WHAT THE EXERCISE ASKS> Within the listing below, the lines containing "Errors" are to be counted. Give the number only.

SUPPLIED RECORDS: Begin

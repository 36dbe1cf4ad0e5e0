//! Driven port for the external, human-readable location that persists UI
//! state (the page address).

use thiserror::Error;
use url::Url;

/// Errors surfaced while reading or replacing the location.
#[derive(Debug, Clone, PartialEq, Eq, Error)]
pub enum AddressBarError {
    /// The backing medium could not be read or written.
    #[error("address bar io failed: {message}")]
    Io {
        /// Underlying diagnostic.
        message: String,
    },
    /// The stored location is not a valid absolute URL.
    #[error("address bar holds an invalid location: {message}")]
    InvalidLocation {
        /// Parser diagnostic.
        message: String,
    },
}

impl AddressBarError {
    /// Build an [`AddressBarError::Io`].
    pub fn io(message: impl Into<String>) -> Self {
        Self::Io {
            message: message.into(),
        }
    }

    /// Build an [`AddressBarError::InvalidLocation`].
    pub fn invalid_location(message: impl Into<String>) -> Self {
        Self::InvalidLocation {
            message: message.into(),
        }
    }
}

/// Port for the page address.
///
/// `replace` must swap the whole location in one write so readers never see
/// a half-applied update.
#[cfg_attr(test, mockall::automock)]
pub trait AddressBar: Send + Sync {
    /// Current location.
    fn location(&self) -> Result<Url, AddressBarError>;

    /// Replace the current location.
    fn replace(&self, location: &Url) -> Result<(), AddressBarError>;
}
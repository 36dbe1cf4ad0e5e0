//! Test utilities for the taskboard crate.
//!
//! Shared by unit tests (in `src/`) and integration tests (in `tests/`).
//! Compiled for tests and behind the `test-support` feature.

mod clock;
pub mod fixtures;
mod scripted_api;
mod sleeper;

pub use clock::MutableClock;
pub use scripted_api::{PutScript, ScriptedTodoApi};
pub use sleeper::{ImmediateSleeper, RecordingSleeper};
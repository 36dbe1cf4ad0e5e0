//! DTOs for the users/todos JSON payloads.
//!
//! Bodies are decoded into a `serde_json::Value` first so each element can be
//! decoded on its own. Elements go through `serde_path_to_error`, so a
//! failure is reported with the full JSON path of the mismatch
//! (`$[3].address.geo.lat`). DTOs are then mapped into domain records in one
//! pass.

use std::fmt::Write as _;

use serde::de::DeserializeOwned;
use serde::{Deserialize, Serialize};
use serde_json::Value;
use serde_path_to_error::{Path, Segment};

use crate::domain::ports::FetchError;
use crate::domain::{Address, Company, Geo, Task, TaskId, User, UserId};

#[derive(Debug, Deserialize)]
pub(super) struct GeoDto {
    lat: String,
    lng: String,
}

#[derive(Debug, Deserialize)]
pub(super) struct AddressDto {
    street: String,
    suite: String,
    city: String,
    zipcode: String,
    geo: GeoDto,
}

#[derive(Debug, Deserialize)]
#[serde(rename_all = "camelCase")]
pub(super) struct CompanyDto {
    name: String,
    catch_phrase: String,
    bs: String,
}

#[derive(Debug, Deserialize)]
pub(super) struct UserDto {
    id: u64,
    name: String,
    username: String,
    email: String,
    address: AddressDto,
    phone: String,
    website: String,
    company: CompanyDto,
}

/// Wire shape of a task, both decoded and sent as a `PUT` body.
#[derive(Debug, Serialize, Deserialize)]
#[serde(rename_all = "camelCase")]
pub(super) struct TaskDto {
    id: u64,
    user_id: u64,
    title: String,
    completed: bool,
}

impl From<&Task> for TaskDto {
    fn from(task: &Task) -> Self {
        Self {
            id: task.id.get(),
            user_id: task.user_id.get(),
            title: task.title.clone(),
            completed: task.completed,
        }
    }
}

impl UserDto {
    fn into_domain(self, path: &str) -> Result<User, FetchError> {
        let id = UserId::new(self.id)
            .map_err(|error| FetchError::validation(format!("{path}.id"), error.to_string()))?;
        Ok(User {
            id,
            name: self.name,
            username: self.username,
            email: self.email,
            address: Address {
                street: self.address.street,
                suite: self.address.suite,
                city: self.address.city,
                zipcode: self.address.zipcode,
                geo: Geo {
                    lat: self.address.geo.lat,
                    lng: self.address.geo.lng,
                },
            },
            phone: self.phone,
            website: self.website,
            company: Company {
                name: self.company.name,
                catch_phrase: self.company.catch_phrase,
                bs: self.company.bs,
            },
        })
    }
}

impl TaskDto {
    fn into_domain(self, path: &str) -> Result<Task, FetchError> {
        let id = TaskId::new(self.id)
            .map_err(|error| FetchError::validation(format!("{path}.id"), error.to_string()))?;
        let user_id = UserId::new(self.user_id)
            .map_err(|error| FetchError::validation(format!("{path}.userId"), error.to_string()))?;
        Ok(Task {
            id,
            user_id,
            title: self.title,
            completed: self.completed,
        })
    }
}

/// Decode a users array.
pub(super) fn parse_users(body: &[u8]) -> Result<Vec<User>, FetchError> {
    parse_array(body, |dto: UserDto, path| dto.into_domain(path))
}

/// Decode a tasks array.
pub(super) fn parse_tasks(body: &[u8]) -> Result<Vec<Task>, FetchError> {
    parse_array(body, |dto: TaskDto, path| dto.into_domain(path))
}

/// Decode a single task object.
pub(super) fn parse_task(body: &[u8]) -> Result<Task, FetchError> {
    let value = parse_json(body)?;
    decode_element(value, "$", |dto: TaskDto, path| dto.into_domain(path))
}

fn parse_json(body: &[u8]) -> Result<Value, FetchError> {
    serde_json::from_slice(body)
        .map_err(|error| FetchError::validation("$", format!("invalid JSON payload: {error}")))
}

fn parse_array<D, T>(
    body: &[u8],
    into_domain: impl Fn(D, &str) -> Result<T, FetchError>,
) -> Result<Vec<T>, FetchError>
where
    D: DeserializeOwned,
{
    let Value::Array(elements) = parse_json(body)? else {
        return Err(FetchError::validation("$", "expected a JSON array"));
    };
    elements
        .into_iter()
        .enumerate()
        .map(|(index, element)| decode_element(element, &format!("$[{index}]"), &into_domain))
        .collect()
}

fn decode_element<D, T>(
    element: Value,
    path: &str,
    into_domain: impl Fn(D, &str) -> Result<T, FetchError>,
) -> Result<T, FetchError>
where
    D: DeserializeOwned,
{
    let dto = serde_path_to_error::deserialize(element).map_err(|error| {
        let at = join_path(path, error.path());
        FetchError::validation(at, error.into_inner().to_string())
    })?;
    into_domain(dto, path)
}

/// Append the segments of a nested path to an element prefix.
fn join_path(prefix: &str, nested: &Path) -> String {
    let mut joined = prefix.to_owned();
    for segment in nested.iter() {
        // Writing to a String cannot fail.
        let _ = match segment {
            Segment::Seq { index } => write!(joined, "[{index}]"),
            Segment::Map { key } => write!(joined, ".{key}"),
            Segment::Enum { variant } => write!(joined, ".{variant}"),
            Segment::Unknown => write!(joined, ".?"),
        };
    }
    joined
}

SUPPLIED RECORDS: End
SUPPLIED RECORDS: Begin

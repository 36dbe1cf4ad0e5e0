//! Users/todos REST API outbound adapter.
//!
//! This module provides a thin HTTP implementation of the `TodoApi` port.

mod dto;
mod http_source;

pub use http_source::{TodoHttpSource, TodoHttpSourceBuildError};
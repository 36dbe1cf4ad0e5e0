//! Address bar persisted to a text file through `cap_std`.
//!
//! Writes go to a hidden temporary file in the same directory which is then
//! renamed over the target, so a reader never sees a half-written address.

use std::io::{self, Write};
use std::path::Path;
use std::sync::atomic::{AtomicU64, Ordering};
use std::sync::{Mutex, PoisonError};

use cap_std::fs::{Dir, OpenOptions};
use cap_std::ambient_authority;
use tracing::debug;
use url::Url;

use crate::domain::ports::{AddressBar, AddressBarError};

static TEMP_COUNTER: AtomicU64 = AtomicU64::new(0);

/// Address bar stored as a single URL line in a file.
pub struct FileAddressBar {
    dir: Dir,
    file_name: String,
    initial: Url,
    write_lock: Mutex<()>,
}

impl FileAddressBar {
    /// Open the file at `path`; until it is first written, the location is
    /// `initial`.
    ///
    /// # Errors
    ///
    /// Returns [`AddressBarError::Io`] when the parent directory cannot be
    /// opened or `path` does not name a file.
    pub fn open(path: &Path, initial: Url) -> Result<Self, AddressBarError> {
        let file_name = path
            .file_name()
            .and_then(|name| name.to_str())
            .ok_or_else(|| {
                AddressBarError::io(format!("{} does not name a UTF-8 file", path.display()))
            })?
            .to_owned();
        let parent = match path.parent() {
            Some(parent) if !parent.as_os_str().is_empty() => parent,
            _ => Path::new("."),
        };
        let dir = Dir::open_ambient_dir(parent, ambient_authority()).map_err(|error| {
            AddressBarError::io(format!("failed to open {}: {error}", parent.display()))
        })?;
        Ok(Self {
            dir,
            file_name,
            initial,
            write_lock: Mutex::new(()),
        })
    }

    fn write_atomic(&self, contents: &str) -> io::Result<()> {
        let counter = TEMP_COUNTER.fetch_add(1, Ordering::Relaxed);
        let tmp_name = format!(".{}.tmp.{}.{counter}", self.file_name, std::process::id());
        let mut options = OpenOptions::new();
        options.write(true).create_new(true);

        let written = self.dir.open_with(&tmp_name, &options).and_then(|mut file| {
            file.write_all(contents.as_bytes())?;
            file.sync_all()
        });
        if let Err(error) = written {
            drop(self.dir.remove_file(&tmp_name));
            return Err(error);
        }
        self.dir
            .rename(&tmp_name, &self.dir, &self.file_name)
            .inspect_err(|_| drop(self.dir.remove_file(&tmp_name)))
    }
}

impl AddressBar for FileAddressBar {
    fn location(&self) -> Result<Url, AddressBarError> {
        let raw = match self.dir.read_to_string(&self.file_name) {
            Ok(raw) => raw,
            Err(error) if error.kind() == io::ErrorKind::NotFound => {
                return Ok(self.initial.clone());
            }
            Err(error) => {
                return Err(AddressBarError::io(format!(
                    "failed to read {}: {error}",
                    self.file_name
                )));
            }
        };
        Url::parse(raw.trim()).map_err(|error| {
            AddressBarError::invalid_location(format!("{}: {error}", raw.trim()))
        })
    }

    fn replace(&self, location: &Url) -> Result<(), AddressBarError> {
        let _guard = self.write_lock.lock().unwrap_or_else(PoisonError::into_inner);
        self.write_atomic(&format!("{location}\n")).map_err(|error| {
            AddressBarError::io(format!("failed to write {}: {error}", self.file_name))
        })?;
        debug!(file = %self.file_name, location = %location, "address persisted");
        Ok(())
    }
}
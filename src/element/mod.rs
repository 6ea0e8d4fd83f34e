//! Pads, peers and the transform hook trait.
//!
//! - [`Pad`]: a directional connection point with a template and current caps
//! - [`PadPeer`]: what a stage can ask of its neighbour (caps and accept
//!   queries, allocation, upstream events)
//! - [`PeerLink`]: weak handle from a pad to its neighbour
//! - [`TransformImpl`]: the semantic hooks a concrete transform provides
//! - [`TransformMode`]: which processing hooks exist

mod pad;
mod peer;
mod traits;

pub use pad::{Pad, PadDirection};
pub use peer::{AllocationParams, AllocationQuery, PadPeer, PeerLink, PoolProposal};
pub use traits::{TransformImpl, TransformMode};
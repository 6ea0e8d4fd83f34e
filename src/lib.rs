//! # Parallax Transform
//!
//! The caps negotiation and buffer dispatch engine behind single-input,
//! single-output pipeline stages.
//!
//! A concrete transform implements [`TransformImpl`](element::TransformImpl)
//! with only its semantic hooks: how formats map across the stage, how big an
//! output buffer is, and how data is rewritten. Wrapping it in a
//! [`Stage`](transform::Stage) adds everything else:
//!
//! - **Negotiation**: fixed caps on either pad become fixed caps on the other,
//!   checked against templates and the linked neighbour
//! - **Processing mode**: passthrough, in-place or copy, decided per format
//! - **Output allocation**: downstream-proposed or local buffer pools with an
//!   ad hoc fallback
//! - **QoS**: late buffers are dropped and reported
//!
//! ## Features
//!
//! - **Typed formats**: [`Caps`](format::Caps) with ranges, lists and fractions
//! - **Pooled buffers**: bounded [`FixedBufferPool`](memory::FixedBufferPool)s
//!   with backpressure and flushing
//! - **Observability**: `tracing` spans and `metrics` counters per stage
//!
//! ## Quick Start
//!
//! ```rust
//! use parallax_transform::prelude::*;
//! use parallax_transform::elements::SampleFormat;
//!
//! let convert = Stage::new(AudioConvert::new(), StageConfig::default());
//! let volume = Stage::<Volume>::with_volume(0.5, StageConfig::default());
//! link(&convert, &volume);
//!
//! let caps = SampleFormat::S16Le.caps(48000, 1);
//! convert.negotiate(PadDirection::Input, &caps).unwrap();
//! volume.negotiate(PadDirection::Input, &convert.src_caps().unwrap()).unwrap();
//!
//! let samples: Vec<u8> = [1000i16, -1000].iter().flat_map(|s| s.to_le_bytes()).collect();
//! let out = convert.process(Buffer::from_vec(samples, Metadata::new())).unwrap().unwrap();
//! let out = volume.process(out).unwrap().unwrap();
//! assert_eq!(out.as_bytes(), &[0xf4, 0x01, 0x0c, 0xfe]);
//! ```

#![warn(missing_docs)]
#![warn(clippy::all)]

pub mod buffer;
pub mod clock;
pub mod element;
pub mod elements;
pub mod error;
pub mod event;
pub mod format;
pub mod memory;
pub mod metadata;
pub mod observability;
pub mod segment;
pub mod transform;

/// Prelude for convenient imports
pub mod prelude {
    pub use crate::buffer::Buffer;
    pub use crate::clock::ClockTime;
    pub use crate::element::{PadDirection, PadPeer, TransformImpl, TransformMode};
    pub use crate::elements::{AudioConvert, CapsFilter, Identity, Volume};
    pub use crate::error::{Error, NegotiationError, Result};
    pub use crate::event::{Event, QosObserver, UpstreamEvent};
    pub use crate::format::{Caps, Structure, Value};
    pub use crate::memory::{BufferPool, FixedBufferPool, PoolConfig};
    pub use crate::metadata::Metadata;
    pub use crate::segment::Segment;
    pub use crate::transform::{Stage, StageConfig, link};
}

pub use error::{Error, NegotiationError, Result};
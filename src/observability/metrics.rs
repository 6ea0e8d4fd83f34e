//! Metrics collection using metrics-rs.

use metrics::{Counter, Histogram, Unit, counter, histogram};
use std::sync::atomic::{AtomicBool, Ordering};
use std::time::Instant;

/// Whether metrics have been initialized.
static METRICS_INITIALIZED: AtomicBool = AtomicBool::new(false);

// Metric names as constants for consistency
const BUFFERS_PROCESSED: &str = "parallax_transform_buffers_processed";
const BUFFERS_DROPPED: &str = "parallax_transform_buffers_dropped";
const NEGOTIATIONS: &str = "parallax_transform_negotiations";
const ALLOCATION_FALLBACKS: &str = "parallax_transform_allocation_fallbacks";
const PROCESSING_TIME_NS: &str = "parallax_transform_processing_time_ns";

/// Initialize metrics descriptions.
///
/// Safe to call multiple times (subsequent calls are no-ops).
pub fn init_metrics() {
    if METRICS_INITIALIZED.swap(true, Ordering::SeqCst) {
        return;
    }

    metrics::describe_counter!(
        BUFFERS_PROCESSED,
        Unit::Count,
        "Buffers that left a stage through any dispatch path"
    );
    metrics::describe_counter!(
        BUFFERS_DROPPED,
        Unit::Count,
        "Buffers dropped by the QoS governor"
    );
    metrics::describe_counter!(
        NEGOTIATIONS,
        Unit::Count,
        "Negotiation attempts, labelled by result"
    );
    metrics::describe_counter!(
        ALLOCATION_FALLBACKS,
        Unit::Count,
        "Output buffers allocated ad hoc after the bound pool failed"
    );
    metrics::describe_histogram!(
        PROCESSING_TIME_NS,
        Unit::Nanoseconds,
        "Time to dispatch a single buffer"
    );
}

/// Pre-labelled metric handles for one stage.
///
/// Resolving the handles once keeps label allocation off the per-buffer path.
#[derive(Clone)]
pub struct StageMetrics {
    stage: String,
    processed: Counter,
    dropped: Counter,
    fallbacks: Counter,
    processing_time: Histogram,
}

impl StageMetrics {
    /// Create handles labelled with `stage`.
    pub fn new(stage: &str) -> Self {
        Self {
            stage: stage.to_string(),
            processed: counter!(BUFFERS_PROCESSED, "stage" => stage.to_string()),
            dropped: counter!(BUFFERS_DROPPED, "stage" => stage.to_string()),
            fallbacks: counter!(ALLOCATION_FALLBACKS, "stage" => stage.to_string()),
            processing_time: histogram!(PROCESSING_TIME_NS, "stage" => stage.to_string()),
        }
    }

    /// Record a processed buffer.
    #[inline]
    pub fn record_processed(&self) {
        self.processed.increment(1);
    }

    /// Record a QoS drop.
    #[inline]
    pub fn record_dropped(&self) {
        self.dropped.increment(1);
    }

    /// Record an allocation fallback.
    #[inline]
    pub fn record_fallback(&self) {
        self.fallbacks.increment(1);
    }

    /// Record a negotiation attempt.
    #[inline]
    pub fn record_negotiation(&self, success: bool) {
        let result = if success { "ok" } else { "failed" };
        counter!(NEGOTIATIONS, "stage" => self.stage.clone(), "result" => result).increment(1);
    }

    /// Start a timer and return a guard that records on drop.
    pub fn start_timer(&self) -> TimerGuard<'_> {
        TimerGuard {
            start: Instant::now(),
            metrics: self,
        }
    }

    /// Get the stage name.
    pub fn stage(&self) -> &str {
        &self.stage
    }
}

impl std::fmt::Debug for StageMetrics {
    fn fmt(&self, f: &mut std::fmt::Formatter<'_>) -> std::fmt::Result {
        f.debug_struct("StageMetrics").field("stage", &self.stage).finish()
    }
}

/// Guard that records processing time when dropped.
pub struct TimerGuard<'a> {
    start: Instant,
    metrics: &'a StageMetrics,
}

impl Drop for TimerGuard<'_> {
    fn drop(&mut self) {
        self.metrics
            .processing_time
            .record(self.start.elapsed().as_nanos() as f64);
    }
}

SUPPLIED RECORDS: End

ANSWER TO THIS PROBLEM> 2